Quem nunca contou uma mentirinha que atire a primeira pedra. Seja através daquele elogio não tão sincero, ou esquecer a data do aniversário de casamento e dizer que, na verdade, não tinha esquecido, mas estava preparando uma surpresa. Mentir uma vez ou outra faz parte do comportamento humano, é normal e todos nós fazemos, em maior ou menor grau. O problema surge quando a pessoa mente com frequência e entra num ciclo em que as falsas histórias acabam se tornando um estilo de vida.
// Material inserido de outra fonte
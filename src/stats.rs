//! Per-device packet counters with one-minute rate windows.
//!
//! Increments happen on the radio receive path and on outbound command
//! success/failure; reads feed the topology view.

use std::collections::VecDeque;
use std::time::{Duration, Instant};

use dashmap::DashMap;
use serde::Serialize;

use crate::ieee::Ieee;

const RATE_WINDOW: Duration = Duration::from_secs(60);

#[derive(Debug, Default)]
struct Counters {
    rx_packets: u64,
    tx_packets: u64,
    errors: u64,
    rx_times: VecDeque<Instant>,
    tx_times: VecDeque<Instant>,
}

impl Counters {
    fn trim(times: &mut VecDeque<Instant>, now: Instant) {
        while let Some(front) = times.front() {
            if now.duration_since(*front) > RATE_WINDOW {
                times.pop_front();
            } else {
                break;
            }
        }
    }
}

#[derive(Debug, Clone, Serialize, PartialEq)]
pub struct DeviceStats {
    pub rx_packets: u64,
    pub tx_packets: u64,
    pub errors: u64,
    /// Packets received in the last minute.
    pub rx_per_minute: usize,
    pub tx_per_minute: usize,
}

#[derive(Debug, Default)]
pub struct PacketStats {
    devices: DashMap<Ieee, Counters>,
}

impl PacketStats {
    pub fn new() -> Self {
        Self::default()
    }

    pub fn record_rx(&self, ieee: &Ieee) {
        let now = Instant::now();
        let mut entry = self.devices.entry(ieee.clone()).or_default();
        entry.rx_packets += 1;
        entry.rx_times.push_back(now);
        Counters::trim(&mut entry.rx_times, now);
    }

    pub fn record_tx(&self, ieee: &Ieee) {
        let now = Instant::now();
        let mut entry = self.devices.entry(ieee.clone()).or_default();
        entry.tx_packets += 1;
        entry.tx_times.push_back(now);
        Counters::trim(&mut entry.tx_times, now);
    }

    pub fn record_error(&self, ieee: &Ieee) {
        self.devices.entry(ieee.clone()).or_default().errors += 1;
    }

    pub fn get(&self, ieee: &Ieee) -> DeviceStats {
        let now = Instant::now();
        match self.devices.get_mut(ieee) {
            Some(mut entry) => {
                Counters::trim(&mut entry.rx_times, now);
                Counters::trim(&mut entry.tx_times, now);
                DeviceStats {
                    rx_packets: entry.rx_packets,
                    tx_packets: entry.tx_packets,
                    errors: entry.errors,
                    rx_per_minute: entry.rx_times.len(),
                    tx_per_minute: entry.tx_times.len(),
                }
            }
            None => DeviceStats {
                rx_packets: 0,
                tx_packets: 0,
                errors: 0,
                rx_per_minute: 0,
                tx_per_minute: 0,
            },
        }
    }

    pub fn remove(&self, ieee: &Ieee) {
        self.devices.remove(ieee);
    }
}

#[cfg(test)]
mod tests {
    use super::*;

    fn ieee() -> Ieee {
        Ieee::parse("00:11:22:33:44:55:66:77").unwrap()
    }

    #[test]
    fn counters_accumulate() {
        let stats = PacketStats::new();
        stats.record_rx(&ieee());
        stats.record_rx(&ieee());
        stats.record_tx(&ieee());
        stats.record_error(&ieee());

        let snapshot = stats.get(&ieee());
        assert_eq!(snapshot.rx_packets, 2);
        assert_eq!(snapshot.tx_packets, 1);
        assert_eq!(snapshot.errors, 1);
        assert_eq!(snapshot.rx_per_minute, 2);
    }

    #[test]
    fn unknown_device_reads_zero() {
        let stats = PacketStats::new();
        let snapshot = stats.get(&ieee());
        assert_eq!(snapshot.rx_packets, 0);
        assert_eq!(snapshot.rx_per_minute, 0);
    }

    #[test]
    fn remove_resets_device() {
        let stats = PacketStats::new();
        stats.record_rx(&ieee());
        stats.remove(&ieee());
        assert_eq!(stats.get(&ieee()).rx_packets, 0);
    }
}
impl Zone {
    pub fn new(config: ZoneConfig) -> Self {
        Self {
            config,
            state: ZoneState::Calibrating,
            links: HashMap::new(),
            calibration_start: None,
            last_trigger: None,
            occupied_since: None,
            last_progress: 0,
        }
    }

    pub fn name(&self) -> &str {
        &self.config.name
    }

    fn contains(&self, ieee: &Ieee) -> bool {
        self.config.device_ieees.contains(ieee)
    }

    /// Record a sample. Only intra-zone links count.
    pub fn record_rssi(&mut self, source: &Ieee, target: &Ieee, rssi: i32, lqi: u8) {
        if !(self.contains(source) && self.contains(target)) {
            return;
        }
        let key = link_key(source, target);
        let link = self
            .links
            .entry(key)
            .or_insert_with(|| LinkStats::new(source.clone(), target.clone()));
        link.add_sample(rssi, lqi);
    }

    /// Larger rooms need a higher threshold: a person perturbs less of
    /// the field. Reference room is 20 cubic metres.
    pub fn adaptive_threshold(&self) -> f64 {
        match self.config.room_volume_m3 {
            Some(volume) => self.config.deviation_threshold * (volume / 20.0),
            None => self.config.deviation_threshold,
        }
    }

    /// Drive calibration forward. Returns a progress payload when one
    /// should be emitted (every 5% or on completion).
    pub fn check_calibration(&mut self) -> Option<serde_json::Value> {
        if self.state != ZoneState::Calibrating {
            return None;
        }

        let active_links = self.links.values().filter(|l| l.sample_count() > 0).count();
        let Some(started) = self.calibration_start else {
            if active_links > 0 {
                self.calibration_start = Some(Instant::now());
                tracing::info!(
                    "Zone '{}' started calibration timer ({} active links)",
                    self.name(),
                    active_links
                );
                return Some(self.calibration_payload(0));
            }
            return None;
        };

        let elapsed = started.elapsed().as_secs_f64();
        let progress = ((elapsed / self.config.calibration_time) * 100.0).min(100.0) as u32;

        if elapsed < self.config.calibration_time {
            if progress >= self.last_progress + 5 {
                self.last_progress = progress;
                return Some(self.calibration_payload(progress));
            }
            return None;
        }

        // Time's up: compute baselines, go vacant if any link is ready.
        let mut ready = 0usize;
        for l in self.links.values_mut() {
            if l.compute_baseline() {
                ready += 1;
            }
        }
        if ready > 0 {
            self.state = ZoneState::Vacant;
            tracing::info!("Zone '{}' calibrated with {} links", self.name(), ready);
            Some(self.calibration_payload(100))
        } else {
            None
        }
    }

    fn calibration_payload(&self, progress: u32) -> serde_json::Value {
        let links: serde_json::Map<String, serde_json::Value> = self
            .links
            .iter()
            .filter(|(_, l)| l.sample_count() > 0)
            .map(|(k, l)| (k.clone(), l.snapshot()))
            .collect();
        json!({
            "zone_name": self.name(),
            "state": self.state,
            "progress": progress,
            "total": self.config.calibration_time,
            "link_count": links.len(),
            "ready_links": self.links.values().filter(|l| l.baseline_mean.is_some()).count(),
            "links": links,
        })
    }

    /// Evaluate occupancy. Returns the new state if it changed.
    pub fn evaluate(&mut self, is_router: &dyn Fn(&Ieee) -> bool) -> Option<ZoneState> {
        if self.state == ZoneState::Calibrating {
            return None;
        }

        let threshold = self.adaptive_threshold();
        let mut weighted_triggers = 0.0f64;

        for link in self.links.values() {
            let Some(deviation) = link.deviation() else { continue };
            if deviation > threshold {
                let src_router = is_router(&link.source);
                let dst_router = is_router(&link.target);
                let weight = if src_router && dst_router {
                    2.0
                } else if src_router || dst_router {
                    1.5
                } else {
                    1.0
                };
                weighted_triggers += weight;
                tracing::debug!(
                    "Zone '{}': link {}->{} triggered (dev={:.2}, weight={:.1})",
                    self.name(),
                    link.source,
                    link.target,
                    deviation,
                    weight
                );
            }
        }

        let now = Instant::now();
        if weighted_triggers >= self.config.min_links_triggered {
            self.last_trigger = Some(now);
            if self.state != ZoneState::Occupied {
                self.state = ZoneState::Occupied;
                self.occupied_since = Some(now);
                tracing::info!(
                    "Zone '{}' -> OCCUPIED (weighted triggers {:.1} >= {:.1})",
                    self.name(),
                    weighted_triggers,
                    self.config.min_links_triggered
                );
                return Some(ZoneState::Occupied);
            }
        } else if self.state == ZoneState::Occupied {
            if let Some(last) = self.last_trigger {
                if now.duration_since(last).as_secs_f64() >= self.config.clear_delay {
                    self.state = ZoneState::Vacant;
                    let held = self
                        .occupied_since
                        .map(|s| now.duration_since(s).as_secs_f64())
                        .unwrap_or(0.0);
                    self.occupied_since = None;
                    tracing::info!("Zone '{}' -> VACANT (was occupied {:.0}s)", self.name(), held);
                    return Some(ZoneState::Vacant);
                }
            }
        }
        None
    }

    pub fn recalibrate(&mut self) {
        self.state = ZoneState::Calibrating;
        self.calibration_start = None;
        self.last_progress = 0;
        for link in self.links.values_mut() {
            link.reset();
        }
        tracing::info!("Zone '{}' recalibration started", self.name());
    }

    pub fn snapshot(&self) -> serde_json::Value {
        json!({
            "name": self.name(),
            "state": self.state,
            "device_count": self.config.device_ieees.len(),
            "link_count": self.links.len(),
            "links": self
                .links
                .iter()
                .map(|(k, l)| (k.clone(), l.snapshot()))
                .collect::<serde_json::Map<_, _>>(),
        })
    }
}
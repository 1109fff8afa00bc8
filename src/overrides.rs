//! Attribute override definitions for devices no built-in handler covers.
//!
//! Two matching levels: model definitions (`"model|manufacturer"` keys,
//! manufacturer wildcarded on fallback) and per-IEEE mappings. The generic
//! fallback handler consults these to turn opaque cluster attributes into
//! named, scaled state fields and discovery entities.

use std::collections::HashMap;
use std::sync::RwLock;

use serde::{Deserialize, Serialize};

use crate::ieee::Ieee;
use crate::storage::DataDir;

const OVERRIDES_FILE: &str = "device_overrides.json";

/// Metadata for known manufacturer-specific clusters.
#[derive(Debug, Clone, Copy)]
pub struct ManufacturerProfile {
    pub name: &'static str,
    pub manufacturer_code: u16,
    pub requires_mfr_code: bool,
}

pub fn manufacturer_profile(cluster_id: u16) -> Option<ManufacturerProfile> {
    let profile = match cluster_id {
        0xFCC0 => ManufacturerProfile { name: "Aqara Opple", manufacturer_code: 0x115F, requires_mfr_code: true },
        0xFCB7 => ManufacturerProfile { name: "Opple Extended", manufacturer_code: 0x115F, requires_mfr_code: true },
        0xEF00 => ManufacturerProfile { name: "Tuya Private", manufacturer_code: 0x1002, requires_mfr_code: false },
        0xE001 => ManufacturerProfile { name: "Tuya Private 2", manufacturer_code: 0x1002, requires_mfr_code: false },
        0xFC00 => ManufacturerProfile { name: "Philips Private", manufacturer_code: 0x100B, requires_mfr_code: true },
        0xFC03 => ManufacturerProfile { name: "Philips Private 2", manufacturer_code: 0x100B, requires_mfr_code: true },
        0xFC7C => ManufacturerProfile { name: "IKEA Private", manufacturer_code: 0x117C, requires_mfr_code: true },
        0xFC01 => ManufacturerProfile { name: "Schneider/Legrand Private", manufacturer_code: 0x105E, requires_mfr_code: true },
        0xFC11 => ManufacturerProfile { name: "Sonoff Private", manufacturer_code: 0x1286, requires_mfr_code: true },
        _ => return None,
    };
    Some(profile)
}

#[derive(Debug, Clone, Serialize, Deserialize, Default, PartialEq)]
pub struct AttributeMapping {
    pub name: String,
    #[serde(default, skip_serializing_if = "Option::is_none")]
    pub scale: Option<f64>,
    #[serde(default, skip_serializing_if = "Option::is_none")]
    pub unit: Option<String>,
    #[serde(default, skip_serializing_if = "Option::is_none")]
    pub device_class: Option<String>,
}

#[derive(Debug, Clone, Serialize, Deserialize, Default)]
pub struct ClusterDefinition {
    /// `"0xABCD"` attribute id -> mapping.
    #[serde(default)]
    pub attributes: HashMap<String, AttributeMapping>,
    /// `"0xAB"` command id -> mapping.
    #[serde(default)]
    pub commands: HashMap<String, AttributeMapping>,
}

#[derive(Debug, Clone, Serialize, Deserialize, Default)]
pub struct ModelDefinition {
    /// `"0xABCD"` cluster id -> definition.
    #[serde(default)]
    pub clusters: HashMap<String, ClusterDefinition>,
}

#[derive(Debug, Clone, Serialize, Deserialize, Default)]
pub struct IeeeOverride {
    /// `cluster_xxxx_attr_yyyy` raw key -> mapping.
    #[serde(default)]
    pub cluster_mappings: HashMap<String, AttributeMapping>,
}

#[derive(Debug, Clone, Serialize, Deserialize, Default)]
struct OverridesFile {
    #[serde(default)]
    definitions: HashMap<String, ModelDefinition>,
    #[serde(default)]
    ieee_overrides: HashMap<String, IeeeOverride>,
}

#[derive(Debug)]
pub struct OverrideManager {
    data: DataDir,
    inner: RwLock<OverridesFile>,
}

pub fn raw_attr_key(cluster_id: u16, attr_id: u16) -> String {
    format!("cluster_{cluster_id:04x}_attr_{attr_id:04x}")
}

impl OverrideManager {
    pub fn load(data: DataDir) -> Self {
        let file: OverridesFile = data.load_json(OVERRIDES_FILE);
        if !file.definitions.is_empty() || !file.ieee_overrides.is_empty() {
            tracing::info!(
                "Loaded {} model definitions, {} IEEE overrides",
                file.definitions.len(),
                file.ieee_overrides.len()
            );
        }
        Self { data, inner: RwLock::new(file) }
    }

    fn save(&self, file: &OverridesFile) {
        self.data.save_json(OVERRIDES_FILE, file);
    }

    fn make_key(model: &str, manufacturer: &str) -> String {
        format!("{}|{}", model.trim(), manufacturer.trim())
    }

    pub fn definition(&self, model: &str, manufacturer: &str) -> Option<ModelDefinition> {
        let inner = self.inner.read().expect("overrides lock");
        if let Some(defn) = inner.definitions.get(&Self::make_key(model, manufacturer)) {
            return Some(defn.clone());
        }
        // Manufacturer wildcard fallback.
        inner
            .definitions
            .iter()
            .find(|(k, _)| k.split('|').next() == Some(model.trim()))
            .map(|(_, v)| v.clone())
    }

    /// IEEE-level mapping wins over model-level.
    pub fn attribute_mapping(
        &self,
        ieee: &Ieee,
        model: &str,
        manufacturer: &str,
        cluster_id: u16,
        attr_id: u16,
    ) -> Option<AttributeMapping> {
        let raw_key = raw_attr_key(cluster_id, attr_id);
        {
            let inner = self.inner.read().expect("overrides lock");
            if let Some(ovr) = inner.ieee_overrides.get(ieee.as_str()) {
                if let Some(mapping) = ovr.cluster_mappings.get(&raw_key) {
                    return Some(mapping.clone());
                }
            }
        }
        self.definition(model, manufacturer).and_then(|defn| {
            defn.clusters
                .get(&format!("0x{cluster_id:04X}"))
                .and_then(|c| c.attributes.get(&format!("0x{attr_id:04X}")).cloned())
        })
    }

    pub fn command_mapping(
        &self,
        model: &str,
        manufacturer: &str,
        cluster_id: u16,
        command_id: u8,
    ) -> Option<AttributeMapping> {
        self.definition(model, manufacturer).and_then(|defn| {
            defn.clusters
                .get(&format!("0x{cluster_id:04X}"))
                .and_then(|c| c.commands.get(&format!("0x{command_id:02X}")).cloned())
        })
    }

    pub fn add_definition(&self, model: &str, manufacturer: &str, definition: ModelDefinition) {
        let mut inner = self.inner.write().expect("overrides lock");
        inner.definitions.insert(Self::make_key(model, manufacturer), definition);
        self.save(&inner);
    }

    pub fn remove_definition(&self, model: &str, manufacturer: &str) -> bool {
        let mut inner = self.inner.write().expect("overrides lock");
        let removed = inner.definitions.remove(&Self::make_key(model, manufacturer)).is_some();
        if removed {
            self.save(&inner);
        }
        removed
    }

    pub fn set_ieee_mapping(&self, ieee: &Ieee, raw_key: &str, mapping: AttributeMapping) {
        let mut inner = self.inner.write().expect("overrides lock");
        inner
            .ieee_overrides
            .entry(ieee.to_string())
            .or_default()
            .cluster_mappings
            .insert(raw_key.to_string(), mapping);
        self.save(&inner);
    }

    pub fn remove_ieee_mapping(&self, ieee: &Ieee, raw_key: &str) -> bool {
        let mut inner = self.inner.write().expect("overrides lock");
        let mut removed = false;
        if let Some(ovr) = inner.ieee_overrides.get_mut(ieee.as_str()) {
            removed = ovr.cluster_mappings.remove(raw_key).is_some();
            if ovr.cluster_mappings.is_empty() {
                inner.ieee_overrides.remove(ieee.as_str());
            }
        }
        if removed {
            self.save(&inner);
        }
        removed
    }
}
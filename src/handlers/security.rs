//! IAS Zone (0x0500): motion, door/window, leak, smoke and vibration
//! sensors. Zone status arrives both as attribute reports and as status
//! change notifications (cluster command 0x00).

use serde_json::{json, Value};

use super::{
    value_to_u64, ClusterHandler, DiscoveryEntity, HandlerContext, ReportConfig, StateDelta,
};
use crate::capabilities::Capability;

const ATTR_ZONE_STATUS: u16 = 0x0002;

const CMD_STATUS_CHANGE_NOTIFICATION: u8 = 0x00;

// Zone status bits.
const BIT_ALARM_1: u16 = 1 << 0;
const BIT_ALARM_2: u16 = 1 << 1;
const BIT_TAMPER: u16 = 1 << 2;
const BIT_BATTERY_LOW: u16 = 1 << 3;

pub struct IasZoneHandler {
    ctx: HandlerContext,
}

impl IasZoneHandler {
    pub fn create(ctx: HandlerContext) -> Box<dyn ClusterHandler> {
        Box::new(Self { ctx })
    }

    fn apply_status(&self, status: u16, delta: &mut StateDelta) {
        let alarm_1 = status & BIT_ALARM_1 != 0;
        delta.insert("zone_status".into(), json!(status));
        delta.insert("alarm_1".into(), json!(alarm_1));
        delta.insert("alarm_2".into(), json!(status & BIT_ALARM_2 != 0));
        delta.insert("tamper".into(), json!(status & BIT_TAMPER != 0));
        delta.insert("battery_low".into(), json!(status & BIT_BATTERY_LOW != 0));

        if self.ctx.capabilities.has(Capability::ContactSensor) {
            // Emitted in zigbee-native sense; the publication pipeline
            // inverts to HA door sense (true = open).
            delta.insert("contact".into(), json!(alarm_1));
        } else {
            delta.insert("occupancy".into(), json!(alarm_1));
        }
    }
}

impl ClusterHandler for IasZoneHandler {
    fn name(&self) -> &'static str {
        "ias_zone"
    }

    fn cluster_id(&self) -> u16 {
        self.ctx.cluster
    }

    fn attribute_updated(&self, attr_id: u16, value: &Value, delta: &mut StateDelta) {
        if attr_id == ATTR_ZONE_STATUS {
            if let Some(status) = value_to_u64(value) {
                self.apply_status(status as u16, delta);
            }
        }
    }

    fn cluster_command(&self, _tsn: u8, command_id: u8, payload: &[u8], delta: &mut StateDelta) {
        // Status change notification: zone status u16 LE, extended status,
        // zone id, delay.
        if command_id == CMD_STATUS_CHANGE_NOTIFICATION && payload.len() >= 2 {
            let status = u16::from_le_bytes([payload[0], payload[1]]);
            self.apply_status(status, delta);
        }
    }

    fn report_config(&self) -> Vec<ReportConfig> {
        vec![ReportConfig { attr: ATTR_ZONE_STATUS, min_s: 0, max_s: 3600, change: 1 }]
    }

    fn discovery(&self) -> Vec<DiscoveryEntity> {
        if self.ctx.capabilities.has(Capability::ContactSensor) {
            vec![DiscoveryEntity {
                component: "binary_sensor",
                object_id: "contact".into(),
                config: json!({
                    "name": "Contact",
                    "device_class": "door",
                    "value_template": "{{ value_json.contact }}",
                    "payload_on": true,
                    "payload_off": false,
                }),
            }]
        } else {
            vec![DiscoveryEntity {
                component: "binary_sensor",
                object_id: "occupancy".into(),
                config: json!({
                    "name": "Motion",
                    "device_class": "motion",
                    "value_template": "{{ value_json.occupancy }}",
                    "payload_on": true,
                    "payload_off": false,
                }),
            }]
        }
    }
}

#[cfg(test)]
mod tests {
    use super::*;
    use crate::capabilities::{cluster_id as cid, Capabilities};
    use crate::handlers::test_context;
    use crate::radio::EndpointDescriptor;

    fn contact_context() -> HandlerContext {
        let mut ctx = test_context(cid::IAS_ZONE);
        ctx.model = Some("lumi.sensor_magnet.aq2".into());
        ctx.capabilities = Capabilities::infer(
            &[EndpointDescriptor {
                id: 1,
                profile: 0x0104,
                input_clusters: vec![cid::IAS_ZONE],
                output_clusters: vec![],
            }],
            Some("LUMI"),
            Some("lumi.sensor_magnet.aq2"),
        );
        ctx
    }

    #[test]
    fn status_bitmap_decodes_named_booleans() {
        let handler = IasZoneHandler::create(test_context(cid::IAS_ZONE));
        let mut delta = StateDelta::new();
        handler.attribute_updated(ATTR_ZONE_STATUS, &json!(0b1101), &mut delta);
        assert_eq!(delta["alarm_1"], json!(true));
        assert_eq!(delta["alarm_2"], json!(false));
        assert_eq!(delta["tamper"], json!(true));
        assert_eq!(delta["battery_low"], json!(true));
        // Motion variant mirrors alarm_1 into occupancy.
        assert_eq!(delta["occupancy"], json!(true));
    }

    #[test]
    fn contact_variant_sets_contact_not_occupancy() {
        let handler = IasZoneHandler::create(contact_context());
        let mut delta = StateDelta::new();
        handler.attribute_updated(ATTR_ZONE_STATUS, &json!(1), &mut delta);
        assert_eq!(delta["contact"], json!(true));
        assert!(!delta.contains_key("occupancy"));
    }

    #[test]
    fn notification_command_parses_status() {
        let handler = IasZoneHandler::create(test_context(cid::IAS_ZONE));
        let mut delta = StateDelta::new();
        handler.cluster_command(7, CMD_STATUS_CHANGE_NOTIFICATION, &[0x01, 0x00, 0x00, 0x01, 0x00, 0x00], &mut delta);
        assert_eq!(delta["alarm_1"], json!(true));
        assert_eq!(delta["zone_status"], json!(1));
    }
}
Todavia, atualmente em tempos inóspitos e movido pelas falsas informações, esse hábito acaba atravancando o âmbito profissional, social e pessoal. Mentir sobre assunto sério, que pode gerar danos à sociedade, por vezes irreversíveis, vai muito além de um simples erro, pode ser considerado crime. Muitas pessoas confundem liberdade de opinião com disseminação de mentiras e isso afeta as estruturas sociais e pode ocasionar inúmeras consequências, tais como, confusões, situações de constrangimento, “cancelamentos”, intrigas, ignorância e ansiedade. Somados a outros fatores, a desinformação pode levar a morte quando envolvida a assuntos relacionados a saúde.
A mestre em Comunicação/Cultura Midiática e professora da Fundação Armando Alvares Penteado (FAAP) e Unisantos, Isabel Rodrigues conversou nesta terça-feira (26) com o programa Cotidiano. Ela que é autora do artigo “Com a Mentira Não Se Brinca”, listou os principais impactos das mentiras e os malefícios da desinformação na era da interatividade e do avanço das redes sociais.